» **Instructions to follow**
Give again, word for word, every line in the entries below from the line with "use std::thread;" up to and including the line with "the executed commands", and no other line.

[Collected data entries]
┌──

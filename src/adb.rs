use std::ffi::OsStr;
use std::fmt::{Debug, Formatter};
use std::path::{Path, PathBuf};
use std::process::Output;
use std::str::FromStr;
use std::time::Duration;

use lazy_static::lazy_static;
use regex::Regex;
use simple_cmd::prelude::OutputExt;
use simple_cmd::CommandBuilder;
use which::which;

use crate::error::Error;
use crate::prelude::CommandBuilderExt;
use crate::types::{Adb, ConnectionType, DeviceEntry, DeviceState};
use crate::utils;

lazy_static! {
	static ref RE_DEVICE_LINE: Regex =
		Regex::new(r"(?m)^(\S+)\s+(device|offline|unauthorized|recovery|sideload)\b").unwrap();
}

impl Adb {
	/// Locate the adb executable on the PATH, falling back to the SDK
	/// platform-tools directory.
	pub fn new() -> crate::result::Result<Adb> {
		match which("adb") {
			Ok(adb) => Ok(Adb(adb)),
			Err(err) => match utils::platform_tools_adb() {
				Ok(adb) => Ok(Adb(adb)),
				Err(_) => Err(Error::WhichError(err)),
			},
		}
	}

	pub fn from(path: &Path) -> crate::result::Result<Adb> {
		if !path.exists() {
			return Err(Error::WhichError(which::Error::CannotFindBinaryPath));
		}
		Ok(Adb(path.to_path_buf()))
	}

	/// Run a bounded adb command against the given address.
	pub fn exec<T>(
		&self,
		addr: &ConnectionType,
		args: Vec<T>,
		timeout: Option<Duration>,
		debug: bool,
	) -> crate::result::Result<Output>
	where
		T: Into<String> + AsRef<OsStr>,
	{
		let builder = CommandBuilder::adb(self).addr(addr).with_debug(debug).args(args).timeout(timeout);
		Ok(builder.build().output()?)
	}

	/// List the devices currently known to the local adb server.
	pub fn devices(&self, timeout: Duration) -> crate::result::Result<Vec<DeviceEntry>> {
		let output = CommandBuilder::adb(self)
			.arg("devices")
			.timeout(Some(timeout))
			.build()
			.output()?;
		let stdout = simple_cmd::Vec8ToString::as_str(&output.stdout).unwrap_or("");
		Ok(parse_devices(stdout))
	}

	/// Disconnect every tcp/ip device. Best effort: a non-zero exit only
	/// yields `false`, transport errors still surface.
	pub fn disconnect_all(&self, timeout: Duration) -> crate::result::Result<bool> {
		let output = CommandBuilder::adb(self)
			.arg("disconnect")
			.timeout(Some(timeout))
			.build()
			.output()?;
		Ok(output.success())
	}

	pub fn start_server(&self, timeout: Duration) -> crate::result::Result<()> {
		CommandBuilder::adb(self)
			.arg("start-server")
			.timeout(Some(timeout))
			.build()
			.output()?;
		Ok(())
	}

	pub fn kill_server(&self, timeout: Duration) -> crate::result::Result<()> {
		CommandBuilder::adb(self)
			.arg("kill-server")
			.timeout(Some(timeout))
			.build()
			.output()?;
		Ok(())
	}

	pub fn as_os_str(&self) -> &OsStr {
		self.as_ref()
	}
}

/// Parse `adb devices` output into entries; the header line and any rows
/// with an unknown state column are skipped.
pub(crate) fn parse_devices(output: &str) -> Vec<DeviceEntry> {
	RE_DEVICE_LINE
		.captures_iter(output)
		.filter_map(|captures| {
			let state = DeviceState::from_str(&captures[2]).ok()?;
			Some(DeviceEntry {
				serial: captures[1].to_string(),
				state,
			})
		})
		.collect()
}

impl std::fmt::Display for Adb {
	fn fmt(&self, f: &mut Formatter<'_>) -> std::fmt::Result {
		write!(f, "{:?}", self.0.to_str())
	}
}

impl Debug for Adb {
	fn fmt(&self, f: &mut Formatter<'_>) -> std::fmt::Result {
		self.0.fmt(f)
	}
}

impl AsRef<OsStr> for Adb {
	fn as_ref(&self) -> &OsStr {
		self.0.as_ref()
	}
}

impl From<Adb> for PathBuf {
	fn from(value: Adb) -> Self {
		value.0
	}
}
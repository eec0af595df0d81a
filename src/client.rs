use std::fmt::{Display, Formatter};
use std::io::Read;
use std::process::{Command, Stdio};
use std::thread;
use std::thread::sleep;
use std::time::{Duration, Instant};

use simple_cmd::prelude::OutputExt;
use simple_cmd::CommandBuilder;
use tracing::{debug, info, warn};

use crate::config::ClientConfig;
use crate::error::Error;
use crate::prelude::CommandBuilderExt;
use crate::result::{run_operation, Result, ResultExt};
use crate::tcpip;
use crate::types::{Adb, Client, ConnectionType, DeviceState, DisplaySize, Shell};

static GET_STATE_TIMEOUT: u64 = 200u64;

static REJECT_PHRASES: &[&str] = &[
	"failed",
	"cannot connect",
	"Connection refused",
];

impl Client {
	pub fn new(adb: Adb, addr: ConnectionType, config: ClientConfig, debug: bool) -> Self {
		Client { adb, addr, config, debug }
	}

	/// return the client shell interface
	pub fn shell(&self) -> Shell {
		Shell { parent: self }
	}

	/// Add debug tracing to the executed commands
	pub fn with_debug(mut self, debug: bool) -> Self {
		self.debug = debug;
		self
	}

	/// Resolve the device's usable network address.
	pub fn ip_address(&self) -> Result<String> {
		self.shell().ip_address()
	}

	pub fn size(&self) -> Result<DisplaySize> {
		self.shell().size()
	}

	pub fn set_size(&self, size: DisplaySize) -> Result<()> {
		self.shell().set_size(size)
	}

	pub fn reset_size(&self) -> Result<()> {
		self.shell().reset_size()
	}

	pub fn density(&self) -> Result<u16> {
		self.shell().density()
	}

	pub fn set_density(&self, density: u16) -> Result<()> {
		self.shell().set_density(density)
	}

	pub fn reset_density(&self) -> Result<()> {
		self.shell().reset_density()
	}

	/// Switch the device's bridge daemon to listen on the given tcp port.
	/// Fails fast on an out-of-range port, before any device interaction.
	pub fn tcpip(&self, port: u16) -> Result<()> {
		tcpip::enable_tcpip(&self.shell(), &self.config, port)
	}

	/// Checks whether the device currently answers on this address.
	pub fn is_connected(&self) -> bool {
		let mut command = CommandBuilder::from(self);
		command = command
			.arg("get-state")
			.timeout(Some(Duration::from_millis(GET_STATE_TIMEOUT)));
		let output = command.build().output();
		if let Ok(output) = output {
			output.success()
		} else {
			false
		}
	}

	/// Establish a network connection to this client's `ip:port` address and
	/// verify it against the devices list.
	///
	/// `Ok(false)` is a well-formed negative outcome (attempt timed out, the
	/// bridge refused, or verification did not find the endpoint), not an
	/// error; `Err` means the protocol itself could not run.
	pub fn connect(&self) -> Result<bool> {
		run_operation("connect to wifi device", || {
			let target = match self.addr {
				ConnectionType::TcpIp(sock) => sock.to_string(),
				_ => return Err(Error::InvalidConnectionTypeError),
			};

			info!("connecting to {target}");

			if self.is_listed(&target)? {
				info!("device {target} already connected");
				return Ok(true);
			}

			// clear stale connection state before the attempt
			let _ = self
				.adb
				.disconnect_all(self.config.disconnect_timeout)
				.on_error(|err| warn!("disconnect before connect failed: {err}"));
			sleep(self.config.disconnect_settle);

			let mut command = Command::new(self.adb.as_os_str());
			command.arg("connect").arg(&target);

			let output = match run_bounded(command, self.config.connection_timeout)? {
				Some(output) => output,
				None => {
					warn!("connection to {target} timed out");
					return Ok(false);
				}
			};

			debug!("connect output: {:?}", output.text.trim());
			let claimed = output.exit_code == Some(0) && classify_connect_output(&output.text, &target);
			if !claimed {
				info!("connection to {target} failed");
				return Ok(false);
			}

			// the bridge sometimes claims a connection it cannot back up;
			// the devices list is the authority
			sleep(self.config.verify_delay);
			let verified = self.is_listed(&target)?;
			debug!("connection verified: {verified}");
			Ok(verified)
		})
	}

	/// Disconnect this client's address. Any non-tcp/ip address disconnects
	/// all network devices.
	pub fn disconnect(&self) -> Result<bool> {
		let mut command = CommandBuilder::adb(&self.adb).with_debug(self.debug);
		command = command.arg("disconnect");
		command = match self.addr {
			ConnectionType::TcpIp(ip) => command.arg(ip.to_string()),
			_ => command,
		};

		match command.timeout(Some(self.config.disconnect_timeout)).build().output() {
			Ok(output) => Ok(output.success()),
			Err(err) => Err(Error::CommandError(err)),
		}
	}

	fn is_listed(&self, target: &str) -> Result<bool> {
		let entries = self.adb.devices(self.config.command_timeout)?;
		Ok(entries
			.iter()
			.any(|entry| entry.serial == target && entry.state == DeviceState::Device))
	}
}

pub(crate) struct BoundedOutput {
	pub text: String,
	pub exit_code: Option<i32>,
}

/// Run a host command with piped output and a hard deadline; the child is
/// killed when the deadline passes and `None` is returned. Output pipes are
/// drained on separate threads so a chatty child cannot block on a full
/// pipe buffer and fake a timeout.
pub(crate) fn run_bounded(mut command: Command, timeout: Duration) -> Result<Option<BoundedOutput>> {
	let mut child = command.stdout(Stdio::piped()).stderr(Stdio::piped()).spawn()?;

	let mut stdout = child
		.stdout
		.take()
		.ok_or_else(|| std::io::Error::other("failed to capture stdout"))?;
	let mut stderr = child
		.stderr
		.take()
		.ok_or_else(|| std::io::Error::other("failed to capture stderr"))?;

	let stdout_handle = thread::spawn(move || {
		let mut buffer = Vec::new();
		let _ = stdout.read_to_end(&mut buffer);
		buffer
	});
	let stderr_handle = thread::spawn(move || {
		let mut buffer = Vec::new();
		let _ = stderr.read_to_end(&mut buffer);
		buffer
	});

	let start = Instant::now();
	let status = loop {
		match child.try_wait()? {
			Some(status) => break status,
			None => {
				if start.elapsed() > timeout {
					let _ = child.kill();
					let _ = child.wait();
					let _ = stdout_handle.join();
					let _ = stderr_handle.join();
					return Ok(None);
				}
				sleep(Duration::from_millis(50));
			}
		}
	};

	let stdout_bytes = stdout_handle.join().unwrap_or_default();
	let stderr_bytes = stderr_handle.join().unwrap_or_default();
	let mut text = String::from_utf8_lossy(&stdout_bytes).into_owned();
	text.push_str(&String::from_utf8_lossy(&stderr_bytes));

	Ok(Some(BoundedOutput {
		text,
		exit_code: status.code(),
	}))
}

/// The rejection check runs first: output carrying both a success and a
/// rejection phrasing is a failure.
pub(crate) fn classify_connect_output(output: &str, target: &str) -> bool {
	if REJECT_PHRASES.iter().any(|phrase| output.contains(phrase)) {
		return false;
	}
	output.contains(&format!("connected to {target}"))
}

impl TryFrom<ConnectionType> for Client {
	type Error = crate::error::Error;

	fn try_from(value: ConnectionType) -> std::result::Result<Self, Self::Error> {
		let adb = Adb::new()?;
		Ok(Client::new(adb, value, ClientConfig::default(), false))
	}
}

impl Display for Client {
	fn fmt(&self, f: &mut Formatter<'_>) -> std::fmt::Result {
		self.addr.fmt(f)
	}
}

└──

» **Result of the task**
use std::thread;
use std::thread::sleep;
use std::time::{Duration, Instant};

use simple_cmd::prelude::OutputExt;
use simple_cmd::CommandBuilder;
use tracing::{debug, info, warn};

use crate::config::ClientConfig;
use crate::error::Error;
use crate::prelude::CommandBuilderExt;
use crate::result::{run_operation, Result, ResultExt};
use crate::tcpip;
use crate::types::{Adb, Client, ConnectionType, DeviceState, DisplaySize, Shell};

static GET_STATE_TIMEOUT: u64 = 200u64;

static REJECT_PHRASES: &[&str] = &[
	"failed",
	"cannot connect",
	"Connection refused",
];

impl Client {
	pub fn new(adb: Adb, addr: ConnectionType, config: ClientConfig, debug: bool) -> Self {
		Client { adb, addr, config, debug }
	}

	/// return the client shell interface
	pub fn shell(&self) -> Shell {
		Shell { parent: self }
	}

	/// Add debug tracing to the executed commands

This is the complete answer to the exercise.